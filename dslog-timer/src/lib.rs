//! # dslog-timer
//! Scope timers reporting how long a block took through dslog's logger.
//!
//! ## Usage
//! ```toml
//! // Cargo.toml
//! ...
//! [dependencies]
//! dslog-timer = "0.1.0"
//! dslog = "0.1.0"
//! ```
//!
//! ```rust
//! use dslog::logger_config;
//! use dslog_timer::LatencyTimer;
//!
//! let logger = logger_config().build();
//! {
//!     let _timer = LatencyTimer::new(&logger, "load config");
//!     std::thread::sleep(std::time::Duration::from_millis(5));
//! } // logs "[LATENCY]: load config: Estimated 5ms"
//! ```
//!
//! The report is emitted exactly once, whether the scope ends normally, through an
//! early return, or while unwinding from a panic.

use std::time::{Duration, Instant};

use dslog::{Logger, Severity};

/// Guard logging the time elapsed since its creation when it goes out of scope.
pub struct LatencyTimer<'a> {
    logger: &'a Logger,
    name: String,
    start: Instant,
    finished: bool,
}

impl<'a> LatencyTimer<'a> {
    pub fn new(logger: &'a Logger, name: impl Into<String>) -> Self {
        Self {
            logger,
            name: name.into(),
            start: Instant::now(),
            finished: false,
        }
    }

    /// Like [`LatencyTimer::new`], also logging `"<name>: Started"`.
    pub fn with_start_line(logger: &'a Logger, name: impl Into<String>) -> Self {
        let timer = Self::new(logger, name);
        logger.log(
            format!("{}: Started", timer.name),
            Some(Severity::Latency),
            None,
            None,
        );
        timer
    }

    pub fn name(&self) -> &str {
        &self.name
    }

    pub fn elapsed(&self) -> Duration {
        self.start.elapsed()
    }

    /// Reports now instead of at the end of the scope.
    pub fn finish(mut self) {
        self.report();
    }

    fn report(&mut self) {
        if self.finished {
            return;
        }
        self.finished = true;
        let estimated_ms = self.elapsed().as_millis();
        self.logger.log(
            format!("{}: Estimated {estimated_ms}ms", self.name),
            Some(Severity::Latency),
            None,
            None,
        );
    }
}

impl Drop for LatencyTimer<'_> {
    fn drop(&mut self) {
        self.report();
    }
}

/// Runs `f` inside a [`LatencyTimer`] named `name` and returns its result.
pub fn time_block<T>(logger: &Logger, name: &str, f: impl FnOnce() -> T) -> T {
    let _timer = LatencyTimer::new(logger, name);
    f()
}

#[test]
fn test_latency_timer() {
    use dslog::{LogMemory, logger_config, strip_color};

    let memory = LogMemory::default();
    let logger = logger_config().with_console(memory.clone()).build();
    {
        let timer = LatencyTimer::with_start_line(&logger, "Test");
        assert_eq!(timer.name(), "Test");
        std::thread::sleep(Duration::from_millis(2));
        assert!(timer.elapsed() >= Duration::from_millis(2));
    }
    let lines: Vec<String> = memory.lines().iter().map(|l| strip_color(l)).collect();
    assert_eq!(lines.len(), 2);
    assert_eq!(lines[0], "[LATENCY]: Test: Started");
    assert!(lines[1].starts_with("[LATENCY]: Test: Estimated "));
    assert!(lines[1].ends_with("ms"));
}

+++

◆ **Task description**
Line count for the string "build": say how many lines in the listing contain it, and add nothing.

◆ **Exercise solution**
2